После выдвижения кандидата в вице-президенты и принятия некоторых резолюций, касающихся представительства Южных штатов в национальных конвенциях, конвенция отложила заседания sine die (1).
Примечание:
1. «без определения дня» — на неопределённый срок.
Вашингтон, округ Колумбия, САСШ, восточная лестница Капитолия и кабинет председателя Сената. 14.06.1920г.
День Флага давно был популярен в Вашингтоне. С 1916-го, когда Вудро сделал своим исполнительным указом этот день общенациональным, его стали праздновать широко. Сегодня весь день проходили парады патриотов, школьников и оркестров. В разных собраниях и клубах произносили речи и пели «Звёзды и полосы». Вот и сейчас литавры национального марша слышны за окнами моего рабочего кабинета. Сюда мы с Лоис пришли пешком. После неспешной полуторачасовой прогулки у меня даже стала побаливать левая рука от частого поднятия шляпы. Оставался ещё целый час, чтобы настроится на выступление и прочитать новости.

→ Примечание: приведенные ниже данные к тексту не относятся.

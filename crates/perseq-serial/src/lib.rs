#![forbid(unsafe_code)]
//! Element serializers for perseq containers.
//!
//! A [`Serializer`] turns values of one type into bytes and back through
//! `std::io` streams. Containers use [`Serializer::fixed_size`] to choose
//! block layouts: a fixed-size serializer lets a container preallocate
//! power-of-two blocks, a variable-size one forces dynamic allocation.
//!
//! Containers never hand serializers absent values; storing "no element"
//! is the container's concern and happens outside the serialized payload.
//!
//! [`default_serializer`] picks the built-in serializer for a primitive
//! type. Types without a built-in use [`BincodeSerializer`], which
//! handles anything implementing serde's traits.

use perseq_error::{PerseqError, Result};
use serde::de::DeserializeOwned;
use serde::Serialize;
use std::io::{Read, Write};
use std::marker::PhantomData;

/// Byte-level codec for values of type `E`.
///
/// Serializers are stateless from the caller's perspective; the same
/// serializer may be used for any number of values.
pub trait Serializer<E> {
    /// `Some(n)` when every value serializes to exactly `n` bytes.
    fn fixed_size(&self) -> Option<u64> {
        None
    }

    /// Exact number of bytes `value` will serialize to.
    fn serialized_size(&self, value: &E) -> Result<u64>;

    /// Writes the serialized form of `value` to `out`.
    fn serialize(&self, value: &E, out: &mut dyn Write) -> Result<()>;

    /// Reads one value back from `input`.
    fn deserialize(&self, input: &mut dyn Read) -> Result<E>;
}

macro_rules! fixed_width_serializer {
    ($name:ident, $ty:ty, $width:expr, $doc:literal) => {
        #[doc = $doc]
        #[derive(Debug, Clone, Copy, Default)]
        pub struct $name;

        impl Serializer<$ty> for $name {
            fn fixed_size(&self) -> Option<u64> {
                Some($width)
            }

            fn serialized_size(&self, _value: &$ty) -> Result<u64> {
                Ok($width)
            }

            fn serialize(&self, value: &$ty, out: &mut dyn Write) -> Result<()> {
                out.write_all(&value.to_be_bytes())?;
                Ok(())
            }

            fn deserialize(&self, input: &mut dyn Read) -> Result<$ty> {
                let mut bytes = [0u8; $width];
                input.read_exact(&mut bytes)?;
                Ok(<$ty>::from_be_bytes(bytes))
            }
        }
    };
}

fixed_width_serializer!(ByteSerializer, u8, 1, "Single bytes.");
fixed_width_serializer!(I16Serializer, i16, 2, "Big-endian 16-bit integers.");
fixed_width_serializer!(U16Serializer, u16, 2, "Big-endian 16-bit code units.");
fixed_width_serializer!(I32Serializer, i32, 4, "Big-endian 32-bit integers.");
fixed_width_serializer!(I64Serializer, i64, 8, "Big-endian 64-bit integers.");
fixed_width_serializer!(F32Serializer, f32, 4, "Big-endian IEEE-754 single floats.");
fixed_width_serializer!(F64Serializer, f64, 8, "Big-endian IEEE-754 double floats.");

/// Booleans as one byte, any non-zero value reading back as `true`.
#[derive(Debug, Clone, Copy, Default)]
pub struct BoolSerializer;

impl Serializer<bool> for BoolSerializer {
    fn fixed_size(&self) -> Option<u64> {
        Some(1)
    }

    fn serialized_size(&self, _value: &bool) -> Result<u64> {
        Ok(1)
    }

    fn serialize(&self, value: &bool, out: &mut dyn Write) -> Result<()> {
        out.write_all(&[u8::from(*value)])?;
        Ok(())
    }

    fn deserialize(&self, input: &mut dyn Read) -> Result<bool> {
        let mut byte = [0u8; 1];
        input.read_exact(&mut byte)?;
        Ok(byte[0] != 0)
    }
}

fn length_prefix(len: usize) -> Result<i32> {
    i32::try_from(len)
        .map_err(|_| PerseqError::Serialization(format!("payload of {len} bytes exceeds i32 length prefix")))
}

/// Byte arrays as a big-endian `i32` length prefix followed by the bytes.
#[derive(Debug, Clone, Copy, Default)]
pub struct ByteArraySerializer;

impl Serializer<Vec<u8>> for ByteArraySerializer {
    fn serialized_size(&self, value: &Vec<u8>) -> Result<u64> {
        Ok(4 + value.len() as u64)
    }

    fn serialize(&self, value: &Vec<u8>, out: &mut dyn Write) -> Result<()> {
        out.write_all(&length_prefix(value.len())?.to_be_bytes())?;
        out.write_all(value)?;
        Ok(())
    }

    fn deserialize(&self, input: &mut dyn Read) -> Result<Vec<u8>> {
        let mut prefix = [0u8; 4];
        input.read_exact(&mut prefix)?;
        let len = i32::from_be_bytes(prefix);
        let len = usize::try_from(len)
            .map_err(|_| PerseqError::Serialization(format!("negative length prefix {len}")))?;
        let mut value = vec![0u8; len];
        input.read_exact(&mut value)?;
        Ok(value)
    }
}

/// Strings as a big-endian `i32` byte-length prefix followed by UTF-8.
#[derive(Debug, Clone, Copy, Default)]
pub struct StringSerializer;

impl Serializer<String> for StringSerializer {
    fn serialized_size(&self, value: &String) -> Result<u64> {
        Ok(4 + value.len() as u64)
    }

    fn serialize(&self, value: &String, out: &mut dyn Write) -> Result<()> {
        out.write_all(&length_prefix(value.len())?.to_be_bytes())?;
        out.write_all(value.as_bytes())?;
        Ok(())
    }

    fn deserialize(&self, input: &mut dyn Read) -> Result<String> {
        let mut prefix = [0u8; 4];
        input.read_exact(&mut prefix)?;
        let len = i32::from_be_bytes(prefix);
        let len = usize::try_from(len)
            .map_err(|_| PerseqError::Serialization(format!("negative length prefix {len}")))?;
        let mut bytes = vec![0u8; len];
        input.read_exact(&mut bytes)?;
        String::from_utf8(bytes)
            .map_err(|err| PerseqError::Serialization(format!("invalid UTF-8 payload: {err}")))
    }
}

/// Fallback serializer for any serde-compatible type.
#[derive(Debug, Clone, Copy)]
pub struct BincodeSerializer<T> {
    _marker: PhantomData<fn() -> T>,
}

impl<T> Default for BincodeSerializer<T> {
    fn default() -> Self {
        Self {
            _marker: PhantomData,
        }
    }
}

impl<T: Serialize + DeserializeOwned> Serializer<T> for BincodeSerializer<T> {
    fn serialized_size(&self, value: &T) -> Result<u64> {
        bincode::serialized_size(value)
            .map_err(|err| PerseqError::Serialization(err.to_string()))
    }

    fn serialize(&self, value: &T, out: &mut dyn Write) -> Result<()> {
        bincode::serialize_into(out, value)
            .map_err(|err| PerseqError::Serialization(err.to_string()))
    }

    fn deserialize(&self, input: &mut dyn Read) -> Result<T> {
        bincode::deserialize_from(input)
            .map_err(|err| PerseqError::Serialization(err.to_string()))
    }
}

/// Types with a built-in serializer.
///
/// This is the registry mapping type identities to serializers: calling
/// [`default_serializer`] (or `T::serializer()`) picks the most efficient
/// codec for `T` at compile time.
pub trait DefaultSerializer: Sized {
    /// The serializer type selected for `Self`.
    type Serializer: Serializer<Self> + Default;

    /// An instance of the selected serializer.
    #[must_use]
    fn serializer() -> Self::Serializer {
        Self::Serializer::default()
    }
}

/// The built-in serializer for `E`.
#[must_use]
pub fn default_serializer<E: DefaultSerializer>() -> E::Serializer {
    E::serializer()
}

macro_rules! default_serializer_impl {
    ($ty:ty, $serializer:ty) => {
        impl DefaultSerializer for $ty {
            type Serializer = $serializer;
        }
    };
}

default_serializer_impl!(bool, BoolSerializer);
default_serializer_impl!(u8, ByteSerializer);
default_serializer_impl!(i16, I16Serializer);
default_serializer_impl!(u16, U16Serializer);
default_serializer_impl!(i32, I32Serializer);
default_serializer_impl!(i64, I64Serializer);
default_serializer_impl!(f32, F32Serializer);
default_serializer_impl!(f64, F64Serializer);
default_serializer_impl!(Vec<u8>, ByteArraySerializer);
default_serializer_impl!(String, StringSerializer);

Республиканцы вчера подложили нам хорошую свинью, даже двух: подсвинка и борова. Отважный губернатор Иллинойса, решительно усмиривший в прошлом году расовые бунты и забастовки в Чикаго, мэр которого не решился идти против Народного совета, — матерый секач. Теперь он заметно подрос. И я даже не знаю, кто из наших «ослов», может остановить этого идущего на пролом «мамонта» (1)? Лоуден конечно тоже не безгрешен и наши стратегисты и боссы Таммани-холла (2) уже явно раскручивают его щедрость к делегатам конвента республиканцев в Чикаго и прошлогоднюю его «жестокость к неграм и рабочим» там же. С последним важно знать, где и кому говорить: Техас и Алабама отнюдь не Нью-Йорк и Айдахо. Но сребролюбие не любят и на Севере, и на Юге. Если не мы, то «лоси» Фрэнку это точно припомнят (1).
Впрочем, сюрпризный подсвинок из Массачусетса в такой связке тоже не робкого десятка и отбивает собой эту прогрессистскую карту.Бостонским полицейским от него досталось не меньше чем от его коллеги Лоудена неграм в Чикаго. Но при этом он не рассорился ни с прогрессистами, ни с лейбористами. Почти… Может даже лучше, что республиканцы выбрали этого молодчика, а не тертого болтуна Хардинга? Ну, да Бог с ним. Быть вице— и председательствовать в Сенате Кулиджу не впервой. Три года он тренировался в местной Легислатуре (3), теперь может занять моё кресло. Фрэнк Лоуден вроде крепче Вудро Вильсона, так что с ровным сидением в кресле Калвин Кулидж не хуже меня, Томаса Маршалла, справится. Да, красиво рванул на финише этот беговой поросенок.
— Томас, нам пора. — Лоис вывела меня из задумчивости.
— Опять у тебя накурено!? — жене удалось отвратить его от бутылки, но вот за табак она только корила по-доброму.
— Я уже иду, дорогая. — я затушил трубку. Выбил её, протер и положил рядом с тампером в шкатулку. Встав, я отнес шкатулку на стол и подошел к окну. Хотелось взглянуть на толпу. Да и кабинету нужен был свежий воздух.
Вечерело. Но летнее солнце всё ещё заливало ступеньки Сената, где перед трибуной на лавочках уже рассаживались гости праздника. Двадцать пять минут до семи. Перед дверьми Сената уже собрались гости. Флотский министр Дэниелс беседует с Колби. Накануне вроде удалось вразумить этого «вестника мира» и он теперь сверяет выступление с военным моряком. Первая леди не придет, и моя Лоис, как положено жене, сядет по правую от меня руку. Что ж, не буду заставлять любимую ждать. Пропустив супругу вперед, я вышел из кабинета. Она взяла меня под ручку, и мы пошли к лестнице.
Спустившись, нам пришлось задержаться за парадно наряженной в цвета флага трибуной. С коллегами по сенату и кабинету мы сегодня успели поздороваться, а вот заглянувших на огонёк полковника Хауса и доктора Баруха с супругами непременно надо было поприветствовать обстоятельно. Хорошо, что у нас Вашингтон, а не Рим или Византия, а то бы ещё час представлялись и раскланивались. Но наши искренние собрания и шествия лучше любых напыщенных монархических «выходов» и «парадов».
Распорядитель пригласил всех на трибуну. Мы, не спеша, не присаживаясь, разошлись по своим местам. Оркестр морской пехоты заиграл «Звёзды и полосы навсегда». Мы дружно затянули национальный марш, перед трибуной все встали и запели с нами:
Оркестр и хор смолкли, все расселись по скамьям.